Na véspera do jogo que marca sua despedida do Manchester City, Pep Guardiola reafirmou o fim de um ciclo que durou dez temporadas e rendeu 20 títulos ao clube. O técnico, que antecipou a saída antes do término do contrato, se despede sem a conquista da Premier League nesta campanha, mas consolidado como figura central na história recente do clube.

Em sua última coletiva no Etihad, Guardiola dirigiu-se diretamente ao futuro treinador: copie nada, seja você mesmo. Para ele, tentar reproduzir um modelo já estabelecido não funciona; o caminho passa por imprimir identidade e naturalidade. O espanhol também garantiu que o clube apoiará incondicionalmente a nova comissão técnica — a imprensa inglesa aponta Enzo Maresca como favorito para assumir.

O legado de Guardiola deixa ao sucessor tanto uma vitrine de troféus quanto um padrão de exigência que será difícil de igualar. A mensagem do treinador destaca um dilema prático: manter a continuidade dos resultados sem transformar o trabalho em mera reprodução de fórmulas. Cabe ao City agora equilibrar confiança institucional e espaço para que o novo técnico construa seu próprio projeto.

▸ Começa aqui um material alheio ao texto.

/// A `<dependency>` entry of a POM
#[derive(Debug, Clone, Default, PartialEq, Eq)]
pub struct PomDependency {
    pub group: String,
    pub artifact: String,
    pub version: Option<String>,
    /// `<type>`, defaults to `jar`
    pub extension: Option<String>,
    pub classifier: Option<String>,
    pub scope: Option<String>,
    pub optional: bool,
    pub exclusions: Vec<Exclusion>,
}

impl PomDependency {
    /// Whether this edge belongs on the runtime classpath
    pub fn is_followed(&self) -> bool {
        !self.optional
            && !self
                .scope
                .as_deref()
                .map_or(false, |s| SKIPPED_SCOPES.contains(&s))
    }

    /// Build a coordinate; `None` when the version is still unknown
    pub fn to_coordinate(&self) -> Option<DependencyCoordinate> {
        let mut coordinate = DependencyCoordinate::new(&self.group, &self.artifact, self.version.clone()?);
        if let Some(extension) = &self.extension {
            coordinate.extension = extension.clone();
        }
        coordinate.classifier = self.classifier.clone();
        coordinate.exclusions = self.exclusions.clone();
        Some(coordinate)
    }

    fn field(&mut self, name: &str, value: String) {
        match name {
            "groupId" => self.group = value,
            "artifactId" => self.artifact = value,
            "version" => self.version = Some(value),
            "type" => self.extension = Some(value),
            "classifier" => self.classifier = Some(value),
            "scope" => self.scope = Some(value),
            "optional" => self.optional = value.eq_ignore_ascii_case("true"),
            _ => {}
        }
    }
}

/// `<parent>` reference
#[derive(Debug, Clone, Default, PartialEq, Eq)]
pub struct ParentRef {
    pub group: String,
    pub artifact: String,
    pub version: String,
}

impl ParentRef {
    pub fn to_coordinate(&self) -> DependencyCoordinate {
        DependencyCoordinate::new(&self.group, &self.artifact, &self.version).with_extension("pom")
    }
}

/// A parsed POM
#[derive(Debug, Clone, Default)]
pub struct Pom {
    pub group: Option<String>,
    pub artifact: Option<String>,
    pub version: Option<String>,
    pub packaging: Option<String>,
    pub parent: Option<ParentRef>,
    pub properties: HashMap<String, String>,
    pub dependencies: Vec<PomDependency>,
    pub managed: Vec<PomDependency>,
}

Sobre o futuro pessoal, Guardiola afirmou não ter planos imediatos e pretende repetir um período sabático, como fez após sair do Barcelona em 2012/13, para recuperar tempo com os filhos e «não pensar em futebol». Sem esconder a emoção, ele disse que vai sentir falta do clube, da imprensa local e até da chuva de Manchester — e não descartou um eventual retorno no longo prazo, mas enfatizou que, por ora, merece uma pausa.